WHAT TO WORK ON
Gather all lines from the material that contain the word "dotted".

==========

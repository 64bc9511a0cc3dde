//! Byte level charset helpers: byte order marks, charset labels and decoding.
use crate::errors::{FilterError, FilterResult};
use derive_more::Display;
use encoding_rs::Encoding;

/// Byte order marks that identify a charset family
#[derive(Clone, Copy, Debug, Display, PartialEq, Eq)]
pub enum Bom {
    #[display("UTF-8")]
    Utf8,
    #[display("UTF-16LE")]
    Utf16Le,
    #[display("UTF-16BE")]
    Utf16Be,
    #[display("UTF-32LE")]
    Utf32Le,
    #[display("UTF-32BE")]
    Utf32Be,
}

impl Bom {
    /// Length of the mark in bytes
    #[must_use]
    pub fn byte_len(&self) -> usize {
        match self {
            Bom::Utf8 => 3,
            Bom::Utf16Le | Bom::Utf16Be => 2,
            Bom::Utf32Le | Bom::Utf32Be => 4,
        }
    }

    /// The encoding used for decoding, if it is one we can decode
    #[must_use]
    pub fn encoding(&self) -> Option<&'static Encoding> {
        match self {
            Bom::Utf8 => Some(encoding_rs::UTF_8),
            Bom::Utf16Le => Some(encoding_rs::UTF_16LE),
            Bom::Utf16Be => Some(encoding_rs::UTF_16BE),
            Bom::Utf32Le | Bom::Utf32Be => None,
        }
    }
}

/// Checks the start of the buffer for a byte order mark. UTF-32 is checked before UTF-16 as
/// the UTF-32LE mark starts with the UTF-16LE one.
#[must_use]
pub fn detect_bom(buf: &[u8]) -> Option<Bom> {
    if buf.starts_with(b"\xEF\xBB\xBF") {
        Some(Bom::Utf8)
    } else if buf.starts_with(b"\x00\x00\xFE\xFF") {
        Some(Bom::Utf32Be)
    } else if buf.starts_with(b"\xFF\xFE\x00\x00") {
        Some(Bom::Utf32Le)
    } else if buf.starts_with(b"\xFF\xFE") {
        Some(Bom::Utf16Le)
    } else if buf.starts_with(b"\xFE\xFF") {
        Some(Bom::Utf16Be)
    } else {
        None
    }
}

/// Returns the encoding for a charset label (`"utf-8"`, `"latin1"`, ...) if we can decode it
#[must_use]
pub fn resolve_label(label: &str) -> Option<&'static Encoding> {
    Encoding::for_label_no_replacement(label.trim().as_bytes())
}

/// Returns true when the charset label names an encoding we can decode
#[must_use]
pub fn is_supported(label: &str) -> bool {
    resolve_label(label).is_some()
}

/// Returns true when both labels name the same encoding. Labels that cannot be resolved are
/// compared case-insensitively.
#[must_use]
pub fn same_charset(a: &str, b: &str) -> bool {
    match (resolve_label(a), resolve_label(b)) {
        (Some(ea), Some(eb)) => ea == eb,
        _ => a.trim().eq_ignore_ascii_case(b.trim()),
    }
}

/// Guesses the encoding of a buffer that carries no other charset information
#[must_use]
pub fn guess_encoding(buf: &[u8]) -> &'static Encoding {
    // Cap the buffer size we will check to max 64KB
    const MAX_BUF_SIZE: usize = 64 * 1024;
    let mut buf = buf;
    let mut complete = true;
    if buf.len() > MAX_BUF_SIZE {
        buf = &buf[..MAX_BUF_SIZE];
        complete = false;
    }

    let mut encoding_detector = chardetng::EncodingDetector::new();
    encoding_detector.feed(buf, complete);
    encoding_detector.guess(None, true)
}

/// Decodes the buffer with the given charset label. A byte order mark always wins over the
/// label and is stripped from the output. Malformed sequences are replaced with U+FFFD.
pub fn decode(buf: &[u8], label: &str) -> FilterResult<String> {
    let (encoding, body) = match detect_bom(buf) {
        Some(bom) => match bom.encoding() {
            Some(encoding) => (encoding, &buf[bom.byte_len()..]),
            None => return Err(FilterError::UnsupportedCharset(bom.to_string())),
        },
        None => match resolve_label(label) {
            Some(encoding) => (encoding, buf),
            None => return Err(FilterError::UnsupportedCharset(label.to_string())),
        },
    };

    let (text, had_errors) = encoding.decode_without_bom_handling(body);
    if had_errors {
        log::debug!("malformed {} sequences replaced while decoding", encoding.name());
    }
    Ok(text.into_owned())
}

#[cfg(test)]
mod tests {
    use super::*;
    use test_case::test_case;

    #[test_case(b"\xEF\xBB\xBFa", Some(Bom::Utf8); "utf8")]
    #[test_case(b"\xFF\xFEa\x00", Some(Bom::Utf16Le); "utf16le")]
    #[test_case(b"\xFE\xFF\x00a", Some(Bom::Utf16Be); "utf16be")]
    #[test_case(b"\xFF\xFE\x00\x00", Some(Bom::Utf32Le); "utf32le")]
    #[test_case(b"\x00\x00\xFE\xFF", Some(Bom::Utf32Be); "utf32be")]
    #[test_case(b"@charset", None; "none")]
    fn test_detect_bom(buf: &[u8], expected: Option<Bom>) {
        assert_eq!(detect_bom(buf), expected);
    }

    #[test]
    fn test_labels() {
        assert!(is_supported("UTF-8"));
        assert!(is_supported(" iso-8859-1 "));
        assert!(!is_supported("idiot"));
        assert!(same_charset("utf8", "UTF-8"));
        assert!(same_charset("latin1", "windows-1252"));
        assert!(!same_charset("UTF-16", "UTF-8"));
    }

    #[test]
    fn test_decode() {
        assert_eq!(decode(b"h1{}", "utf-8").ok(), Some("h1{}".to_string()));
        assert_eq!(decode(b"\xEF\xBB\xBFh1", "latin1").ok(), Some("h1".to_string()));
        assert_eq!(decode(b"caf\xE9", "iso-8859-1").ok(), Some("caf\u{e9}".to_string()));
        assert!(matches!(
            decode(b"x", "idiot"),
            Err(FilterError::UnsupportedCharset(_))
        ));
        assert!(matches!(
            decode(b"\x00\x00\xFE\xFFx", "utf-8"),
            Err(FilterError::UnsupportedCharset(_))
        ));
    }

    #[test]
    fn test_guess() {
        assert_eq!(guess_encoding("h1 { content: \"é\" }".as_bytes()), encoding_rs::UTF_8);
    }
}
/// Named grammar fragments, referenced as `%name`
const RULES: &[(&str, &str)] = &[
    ("h-position", "left | center | right | <percentage> | <length>"),
    ("v-position", "top | center | bottom | <percentage> | <length>"),
    ("h-keyword", "left | center | right"),
    ("v-keyword", "top | center | bottom"),
    ("position", "%h-position %v-position? | %h-keyword || %v-keyword"),
    ("length-percentage", "<length> | <percentage>"),
    ("auto-length-percentage", "auto | <length> | <percentage>"),
    ("color-or-transparent", "transparent | <color>"),
    ("uri-or-none", "none | <uri>"),
    // backgrounds
    ("bg-attachment", "scroll | fixed | local"),
    ("bg-repeat", "repeat-x | repeat-y | [repeat | space | round | no-repeat]{1,2}"),
    ("bg-size", "[<length> | <percentage> | auto]{1,2} | cover | contain"),
    ("box", "border-box | padding-box | content-box"),
    (
        "background",
        "%color-or-transparent || %uri-or-none || %position || %bg-repeat || %bg-attachment",
    ),
    // borders
    (
        "border-style",
        "none | hidden | dotted | dashed | solid | double | groove | ridge | inset | outset",
    ),
    ("border-width", "thin | medium | thick | <length>"),
    ("border", "%border-width || %border-style || %color-or-transparent"),
    ("border-image-slice", "[<percentage> | <integer>]{1,4} fill?"),
    ("border-image-width", "[auto | <length> | <percentage> | <integer>]{1,4}"),
    ("border-image-repeat", "[stretch | repeat | round | space]{1,2}"),
    ("shadow", "inset || <length>{2,4} || <color>"),
    ("text-shadow", "<length>{2,3} || <color>"),
    // alignment
    (
        "content-distribution",
        "auto | baseline | last-baseline | space-between | space-around | space-evenly | stretch",
    ),
    ("overflow-position", "unsafe | safe | true"),
    (
        "content-position",
        "center | start | end | flex-start | flex-end | left | right",
    ),
    (
        "content-alignment",
        "%overflow-position %content-position | %content-position %overflow-position?",
    ),
    ("self-keyword", "auto | stretch | baseline | last-baseline"),
    (
        "self-position",
        "center | start | end | self-start | self-end | flex-start | flex-end | left | right",
    ),
    (
        "self-alignment",
        "%overflow-position %self-position | %self-position %overflow-position?",
    ),
    // flexbox
    ("flex-direction", "row | row-reverse | column | column-reverse"),
    ("flex-wrap", "nowrap | wrap | wrap-reverse"),
    ("flex-basis", "content | auto | <length> | <percentage>"),
    // fonts
    ("font-style", "normal | italic | oblique"),
    ("font-variant", "normal | small-caps"),
    (
        "font-weight",
        "normal | bold | bolder | lighter | 100 | 200 | 300 | 400 | 500 | 600 | 700 | 800 | 900",
    ),
    (
        "font-size",
        "xx-small | x-small | small | medium | large | x-large | xx-large | larger | smaller | <length> | <percentage>",
    ),
    // lists
    (
        "list-style-type",
        "disc | circle | square | decimal | decimal-leading-zero | lower-roman | upper-roman | lower-greek | lower-latin | upper-latin | armenian | georgian | lower-alpha | upper-alpha | none",
    ),
    ("list-style-position", "inside | outside"),
    // text
    ("text-decoration-line", "none | underline || overline || line-through"),
    ("text-decoration-style", "solid | double | dotted | dashed | wavy"),
    (
        "text-emphasis-style",
        "none | [filled | open] || [dot | circle | double-circle | triangle | sesame] | <string>",
    ),
    // generated content and ui
    (
        "cursor-keyword",
        "auto | default | none | context-menu | help | pointer | progress | wait | cell | crosshair | text | vertical-text | alias | copy | move | no-drop | not-allowed | grab | grabbing | e-resize | n-resize | ne-resize | nw-resize | s-resize | se-resize | sw-resize | w-resize | ew-resize | ns-resize | nesw-resize | nwse-resize | col-resize | row-resize | all-scroll | zoom-in | zoom-out",
    ),
    ("cursor", "<uri> [<number> <number>]? | %cursor-keyword"),
    (
        "azimuth-position",
        "left-side | far-left | left | center-left | center | center-right | right | far-right | right-side",
    ),
];
use std::fmt;
use std::fmt::{Debug, Formatter};

pub const CHAR_LF: char = '\u{000A}';
pub const CHAR_CR: char = '\u{000D}';
pub const CHAR_FF: char = '\u{000C}';
pub const CHAR_BOM: char = '\u{FEFF}';

/// Defines a single element in the stream: either a decoded character, or the end of the
/// stream. The stream is always fully decoded before it is read, so there is no "empty but
/// not closed" state.
#[derive(Clone, Copy, Debug, PartialEq)]
pub enum Character {
    /// Standard UTF character
    Ch(char),
    /// Stream buffer exhausted
    StreamEnd,
}

use Character::*;

/// CSS whitespace: space, tab, line feed, carriage return and form feed
#[must_use]
pub fn is_css_whitespace(c: char) -> bool {
    matches!(c, ' ' | '\t' | CHAR_LF | CHAR_CR | CHAR_FF)
}

/// CSS newlines: line feed, carriage return and form feed
#[must_use]
pub fn is_css_newline(c: char) -> bool {
    matches!(c, CHAR_LF | CHAR_CR | CHAR_FF)
}

pub trait Stream {
    /// Read current character
    fn read(&self) -> Character;
    /// Read current character and advance to next
    fn read_and_next(&mut self) -> Character;
    /// Advance with 1 character
    fn next(&mut self);
    /// Location of the current character
    fn location(&self) -> Location;
}

/// A decoded character stream that keeps track of the line/column of each character
pub struct CharStream {
    /// Decoded characters
    buffer: Vec<char>,
    /// Current position in the buffer
    position: usize,
    /// Location tracking for the current position
    location_handler: LocationHandler,
}

impl CharStream {
    /// Creates a stream over the given string
    #[must_use]
    pub fn new(data: &str) -> Self {
        Self::with_limit(data, None)
    }

    /// Creates a stream over at most `limit` characters of the given string
    #[must_use]
    pub fn with_limit(data: &str, limit: Option<usize>) -> Self {
        let buffer: Vec<char> = match limit {
            Some(limit) => data.chars().take(limit).collect(),
            None => data.chars().collect(),
        };

        Self {
            buffer,
            position: 0,
            location_handler: LocationHandler::new(Location::default()),
        }
    }
}

impl Stream for CharStream {
    fn read(&self) -> Character {
        self.buffer.get(self.position).map_or(StreamEnd, |c| Ch(*c))
    }

    fn read_and_next(&mut self) -> Character {
        let c = self.read();
        self.next();
        c
    }

    fn next(&mut self) {
        let c = self.read();
        if c == StreamEnd {
            return;
        }
        self.location_handler.inc(c);
        self.position += 1;
    }

    fn location(&self) -> Location {
        self.location_handler.cur_location.clone()
    }
}

/// Location holds the position of a character in the data source
#[derive(Clone, PartialEq)]
pub struct Location {
    /// Line number, starting with 1
    pub line: usize,
    /// Column number, starting with 1
    pub column: usize,
    /// Character offset, starting with 0
    pub offset: usize,
}

impl Default for Location {
    /// Default to line 1, column 1
    fn default() -> Self {
        Self::new(1, 1, 0)
    }
}

impl Location {
    /// Create a new Location
    #[must_use]
    pub fn new(line: usize, column: usize, offset: usize) -> Self {
        Self {
            line,
            column,
            offset,
        }
    }
}

impl Debug for Location {
    fn fmt(&self, f: &mut Formatter<'_>) -> fmt::Result {
        write!(f, "({}:{})", self.line, self.column)
    }
}

impl fmt::Display for Location {
    fn fmt(&self, f: &mut Formatter<'_>) -> fmt::Result {
        write!(f, "{}:{}", self.line, self.column)
    }
}

/// LocationHandler keeps track of line/column locations while a stream is consumed
pub struct LocationHandler {
    /// The current location of the stream
    pub cur_location: Location,
}

impl LocationHandler {
    /// Create a new LocationHandler. `start_location` can be set in case the stream is
    /// not starting at 1:1
    #[must_use]
    pub fn new(start_location: Location) -> Self {
        Self {
            cur_location: start_location,
        }
    }

    /// Will increase the current location based on the given character. A CR is counted as a
    /// line ending only when it is not followed by a LF, which the caller cannot know, so CR
    /// advances the column and LF starts the new line.
    pub fn inc(&mut self, ch: Character) {
        match ch {
            Ch(CHAR_LF) | Ch(CHAR_FF) => {
                self.cur_location.line += 1;
                self.cur_location.column = 1;
                self.cur_location.offset += 1;
            }
            Ch(_) => {
                self.cur_location.column += 1;
                self.cur_location.offset += 1;
            }
            StreamEnd => {}
        }
    }
}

==========

COMPLETED TASK
        "none | hidden | dotted | dashed | solid | double | groove | ridge | inset | outset",
    ("text-decoration-style", "solid | double | dotted | dashed | wavy"),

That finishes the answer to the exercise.